The report comes out here at 8:30 a.m.
Here it is:
The unemployment rate edged down to 10.0 percent in November, and nonfarm payroll employment was essentially unchanged (-11,000), the U.S. Bureau of Labor Statistics reported today. In the prior 3 months, payroll job losses had averaged 135,000 a month. In November, employment fell in construction, manufacturing, and information, while temporary help services and health care added jobs.
The Forbes guy may be right.
If you look at the following graphic which has the seasonally adjusted and raw rates, it looks like the rate may indeed stay at 10% or even decline slightly in the coming months:

The actual on-the-ground rate went up from October to November in each of the past five years, but went down this time. That’s a pretty good thing.
One takeaway from this is that BLS probably overshot reality a bit in October when it showed a 0.4% increase in the unemployment rate, but that the rate might actually be stabilizing and headed slightly downward.
The open question is whether the rate dropped because fewer people are working and/or looking for work according to the Household Survey. I’ll be back with that shortly.
UPDATE: The workforce situation is a mixed bag –

The bad news is that the civilian labor force continues to shrink while the number of people who currently want a job continues to increase. The good news is that more people were working in November than in October, and fewer were unemployed.
“Luckily” for the calculation of the unemployment rate, a lot fewer people are participating in the workforce. If the participation rate had been the same as a year ago (65.8%), 1.9 million more people would be showing as unemployed (65.8% times 236.743 million is 155.777 million; 155.777 million minus the current civilian labor force of 153.877 million is 1.9 million right on the button), and the unemployment rate would now be 11.1% (17.275 million unemployed because of the additional 1.9 million unemployed in the labor force divided by 155.777 million) instead of 10.0%.
I would suggest that it’s at least as important for long-term economic growth for the administration to figure out a way to get as many of those who have withdrawn from the workforce back into it as possible as it is to help those who are currently looking. Doing that would involve lifting the pervasive, government-induced uncertainty that hangs over the entire economy. It would not involve increasing transfer payments beyond what is needed, as has clearly been done in the Food Stamp program.
Here’s an obvious idea, given that so many have withdrawn from the workforce by retiring early for the purpose of collecting Social Security benefits: Repeal the punitive Social Security earnings penalty.
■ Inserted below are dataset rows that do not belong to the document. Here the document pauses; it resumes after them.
// ABOUTME: Request tracker for asynchronous server operations answered with 202 + Location.
// ABOUTME: Polls with backoff, an overall timeout and cancellation, then applies a verdict policy.

use serde::{Deserialize, Serialize};
use std::fmt;
use std::time::Duration;
use tokio::time::Instant;
use tokio_util::sync::CancellationToken;

use crate::oslc::Graph;
use crate::oslc::vocab::{auto, media, prop};
use crate::transport::{Request, Transport, TransportError};
use crate::types::TrackerUri;

/// Progress of a tracked operation.
#[derive(Debug, Clone, Copy, PartialEq, Eq, Serialize)]
pub enum TrackerState {
    InProgress,
    Complete,
}

impl TrackerState {
    fn from_uri(uri: &str) -> Option<Self> {
        match uri {
            auto::IN_PROGRESS => Some(TrackerState::InProgress),
            auto::COMPLETE => Some(TrackerState::Complete),
            _ => None,
        }
    }
}

impl fmt::Display for TrackerState {
    fn fmt(&self, f: &mut fmt::Formatter<'_>) -> fmt::Result {
        match self {
            TrackerState::InProgress => f.write_str("inProgress"),
            TrackerState::Complete => f.write_str("complete"),
        }
    }
}

/// Outcome reported by a completed tracker.
#[derive(Debug, Clone, PartialEq, Eq, Serialize)]
pub enum Verdict {
    Passed,
    Failed,
    Error,
    Unavailable,
    /// A value outside the OSLC automation vocabulary.
    Unrecognized(String),
}

impl Verdict {
    pub fn from_uri(uri: &str) -> Self {
        match uri {
            auto::PASSED => Verdict::Passed,
            auto::FAILED => Verdict::Failed,
            auto::ERROR => Verdict::Error,
            auto::UNAVAILABLE => Verdict::Unavailable,
            other => Verdict::Unrecognized(other.to_string()),
        }
    }
}

impl fmt::Display for Verdict {
    fn fmt(&self, f: &mut fmt::Formatter<'_>) -> fmt::Result {
        match self {
            Verdict::Passed => f.write_str("passed"),
            Verdict::Failed => f.write_str("failed"),
            Verdict::Error => f.write_str("error"),
            Verdict::Unavailable => f.write_str("unavailable"),
            Verdict::Unrecognized(other) => write!(f, "unrecognized ({other})"),
        }
    }
}

/// Which verdicts count as success for an operation.
///
/// An unrecognized verdict is rejected under every policy.
#[derive(Debug, Clone, Copy, PartialEq, Eq, Serialize, Deserialize)]
#[serde(rename_all = "kebab-case")]
pub enum VerdictPolicy {
    /// Only `passed` succeeds.
    Strict,
    /// `failed` and `error` fail; `passed` and `unavailable` succeed.
    RejectFailures,
    /// Only `error` fails.
    RejectErrors,
}

impl VerdictPolicy {
    pub fn accepts(self, verdict: &Verdict) -> bool {
        match (self, verdict) {
            (_, Verdict::Unrecognized(_)) => false,
            (VerdictPolicy::Strict, v) => *v == Verdict::Passed,
            (VerdictPolicy::RejectFailures, v) => !matches!(v, Verdict::Failed | Verdict::Error),
            (VerdictPolicy::RejectErrors, v) => *v != Verdict::Error,
        }
    }
}

/// Delay, backoff and overall bound for polling a tracker.
#[derive(Debug, Clone, Copy, PartialEq, Deserialize)]
pub struct PollPolicy {
    #[serde(default = "default_interval", with = "humantime_serde")]
    pub interval: Duration,
    #[serde(default = "default_max_interval", with = "humantime_serde")]
    pub max_interval: Duration,
    /// Multiplier applied to the interval after each read. `1.0` keeps it fixed.
    #[serde(default = "default_backoff")]
    pub backoff: f64,
    #[serde(default = "default_timeout", with = "humantime_serde")]
    pub timeout: Duration,
}

fn default_interval() -> Duration {
    Duration::from_secs(2)
}

fn default_max_interval() -> Duration {
    Duration::from_secs(30)
}

fn default_backoff() -> f64 {
    1.5
}

fn default_timeout() -> Duration {
    Duration::from_secs(30 * 60)
}

impl Default for PollPolicy {
    fn default() -> Self {
        Self {
            interval: default_interval(),
            max_interval: default_max_interval(),
            backoff: default_backoff(),
            timeout: default_timeout(),
        }
    }
}

/// Shortest delay accepted between two reads of a tracker.
pub const MIN_POLL_INTERVAL: Duration = Duration::from_millis(100);

/// Largest accepted backoff factor.
pub const MAX_BACKOFF: f64 = 10.0;

impl PollPolicy {
    /// Interval after `current`, grown by the backoff factor and capped at
    /// `max_interval`. A product too large for a `Duration` saturates.
    pub fn next_interval(&self, current: Duration) -> Duration {
        let ceiling = self.max_interval.max(self.interval);
        Duration::try_from_secs_f64(current.as_secs_f64() * self.backoff.max(1.0))
            .map_or(ceiling, |next| next.min(ceiling))
    }

    /// Reject settings that would poll without pause or overflow the backoff.
    pub fn validate(&self) -> Result<(), String> {
        if self.interval < MIN_POLL_INTERVAL {
            return Err(format!(
                "polling interval must be at least {}ms, got {:?}",
                MIN_POLL_INTERVAL.as_millis(),
                self.interval
            ));
        }
        if !self.backoff.is_finite() || !(1.0..=MAX_BACKOFF).contains(&self.backoff) {
            return Err(format!(
                "polling backoff must be between 1.0 and {MAX_BACKOFF}, got {}",
                self.backoff
            ));
        }
        Ok(())
    }
}

/// Polling settings plus the token that aborts a wait.
#[derive(Debug, Clone, Default)]
pub struct WaitOptions {
    pub poll: PollPolicy,
    pub cancel: CancellationToken,
}

impl WaitOptions {
    pub fn new(poll: PollPolicy, cancel: CancellationToken) -> Self {
        Self { poll, cancel }
    }
}

/// Errors tracking an operation.
#[derive(Debug, thiserror::Error)]
pub enum TrackerError {
    #[error(transparent)]
    Transport(#[from] TransportError),

    #[error("unexpected status {status} reading tracker {url}")]
    UnexpectedStatus { url: String, status: u16 },

    #[error("protocol violation from tracker {url}: {message}")]
    Protocol { url: String, message: String },

    #[error("tracker {url} did not complete within {waited:?}")]
    Timeout { url: String, waited: Duration },

    #[error("waiting for tracker {url} was cancelled")]
    Cancelled { url: String },

    #[error("operation tracked by {url} ended with verdict {verdict}: {message}")]
    Rejected {
        url: String,
        verdict: Verdict,
        message: String,
    },
}

/// Accepted outcome of a tracked operation.
#[derive(Debug, Clone)]
pub struct Completion {
    pub verdict: Verdict,
    /// First `uri` reference, e.g. a newly created changeset.
    pub reference: Option<String>,
    pub message: String,
}

#[derive(Debug, Clone)]
struct Snapshot {
    state: TrackerState,
    verdict: Option<Verdict>,
    references: Vec<String>,
    title: Option<String>,
    message: Option<String>,
}

/// Poll cursor over one tracker resource, owned by the operation waiting on it.
pub struct RequestTracker<'a, T: ?Sized> {
    transport: &'a T,
    uri: TrackerUri,
    last: Option<Snapshot>,
    reads: usize,
}

impl<'a, T: Transport + ?Sized> RequestTracker<'a, T> {
    pub fn new(transport: &'a T, uri: TrackerUri) -> Self {
        Self {
            transport,
            uri,
            last: None,
            reads: 0,
        }
    }

    pub fn uri(&self) -> &TrackerUri {
        &self.uri
    }

    /// Number of tracker reads issued so far.
    pub fn reads(&self) -> usize {
        self.reads
    }

    /// Read the tracker and return its current state.
    pub async fn state(&mut self) -> Result<TrackerState, TrackerError> {
        let url = self.uri.as_str();
        let request = Request::get(url)
            .accept(media::JSON)
            .content_type(media::JSON);
        let response = self.transport.send(request).await?;
        self.reads += 1;

        if response.status != 200 {
            return Err(TrackerError::UnexpectedStatus {
                url: url.to_string(),
                status: response.status,
            });
        }

        let protocol = |message: String| TrackerError::Protocol {
            url: url.to_string(),
            message,
        };
        let graph = Graph::from_rdf_json(&response.body).map_err(|e| protocol(e.to_string()))?;
        let tracker = graph
            .subject_or_only(url)
            .ok_or_else(|| protocol("body does not describe the tracker".to_string()))?;

        let state_uri = tracker
            .first_value(prop::AUTO_STATE)
            .ok_or_else(|| protocol("missing state property".to_string()))?;
        let state = TrackerState::from_uri(state_uri)
            .ok_or_else(|| protocol(format!("unknown state '{state_uri}'")))?;

        let snapshot = Snapshot {
            state,
            verdict: tracker.first_value(prop::AUTO_VERDICT).map(Verdict::from_uri),
            references: tracker
                .uris(prop::DC_REFERENCES)
                .into_iter()
                .map(str::to_string)
                .collect(),
            title: tracker.first_text(prop::DC_TITLE),
            message: tracker.first_value(prop::OSLC_MESSAGE).map(str::to_string),
        };
        tracing::debug!(tracker = %self.uri, %state, "tracker read");
        self.last = Some(snapshot);
        Ok(state)
    }

    /// Verdict of the last read. `None` until a read returned `Complete`.
    pub fn verdict(&self) -> Option<&Verdict> {
        self.last
            .as_ref()
            .filter(|s| s.state == TrackerState::Complete)
            .and_then(|s| s.verdict.as_ref())
    }

    /// First `uri`-typed reference of the last read.
    pub fn reference(&self) -> Option<&str> {
        self.last
            .as_ref()
            .and_then(|s| s.references.first())
            .map(String::as_str)
    }

    /// Diagnostic summary of the last read, for logs only.
    pub fn message(&self) -> String {
        let mut out = format!("Tracker '{}'", self.uri);
        let Some(snapshot) = &self.last else {
            out.push_str(" not read yet");
            return out;
        };
        out.push_str(&format!(" state: {}", snapshot.state));
        if let Some(verdict) = &snapshot.verdict {
            out.push_str(&format!(" verdict: {verdict}"));
        }
        out.push_str(&format!(" references: [{}]", snapshot.references.join(", ")));
        if let Some(title) = &snapshot.title {
            out.push_str(&format!(" {{ {title} }}"));
        }
        if let Some(message) = &snapshot.message {
            out.push_str(&format!(" message: {message}"));
        }
        out
    }

    /// Poll until the tracker reports `Complete` and return its verdict.
    ///
    /// Sleeps between reads, growing the interval by the backoff factor. No
    /// read is issued after `Complete`. Gives up with `Timeout` once the poll
    /// timeout has elapsed, or with `Cancelled` when the token fires.
    pub async fn await_completion(&mut self, wait: &WaitOptions) -> Result<Verdict, TrackerError> {
        let started = Instant::now();
        // `None` when the timeout reaches past what an `Instant` can hold.
        let deadline = started.checked_add(wait.poll.timeout);
        let mut interval = wait.poll.interval;

        loop {
            let read = tokio::select! {
                biased;
                _ = wait.cancel.cancelled() => None,
                state = self.state() => Some(state),
            };
            let Some(state) = read else {
                return Err(self.cancelled());
            };
            let state = state?;

            if state == TrackerState::Complete {
                return self.verdict().cloned().ok_or_else(|| TrackerError::Protocol {
                    url: self.uri.to_string(),
                    message: "complete without a verdict".to_string(),
                });
            }

            let now = Instant::now();
            if deadline.is_some_and(|deadline| now >= deadline) {
                return Err(TrackerError::Timeout {
                    url: self.uri.to_string(),
                    waited: now - started,
                });
            }
            let pause = deadline.map_or(interval, |deadline| interval.min(deadline - now));

            tokio::select! {
                biased;
                _ = wait.cancel.cancelled() => return Err(self.cancelled()),
                _ = tokio::time::sleep(pause) => {}
            }
            interval = wait.poll.next_interval(interval);
        }
    }

    /// Wait for completion and accept the verdict under `policy`.
    pub async fn await_verdict(
        &mut self,
        wait: &WaitOptions,
        policy: VerdictPolicy,
    ) -> Result<Completion, TrackerError> {
        let verdict = self.await_completion(wait).await?;
        let message = self.message();
        if !policy.accepts(&verdict) {
            tracing::error!(tracker = %self.uri, %verdict, "{message}");
            return Err(TrackerError::Rejected {
                url: self.uri.to_string(),
                verdict,
                message,
            });
        }
        Ok(Completion {
            verdict,
            reference: self.reference().map(str::to_string),
            message,
        })
    }

    fn cancelled(&self) -> TrackerError {
        tracing::warn!(tracker = %self.uri, "wait cancelled");
        TrackerError::Cancelled {
            url: self.uri.to_string(),
        }
    }
}

/// Track `uri` to completion with a tracker scoped to this call.
pub async fn track<T: Transport + ?Sized>(
    transport: &T,
    uri: TrackerUri,
    wait: &WaitOptions,
    policy: VerdictPolicy,
) -> Result<Completion, TrackerError> {
    RequestTracker::new(transport, uri)
        .await_verdict(wait, policy)
        .await
}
Something tells me we are going to get mixed bags at best for quite a while…
Comment by zf — December 4, 2009 @ 3:29 pm
Ehem, a lower civilian workforce # was achieved by 291,000 chronically unemployed falling into the “Not In Labor Force” category due to an arbitrary time frame of ONE YEAR. Next month they won’t be singing such a merry tune since historically all those seasonal temp jobs end after Christmas.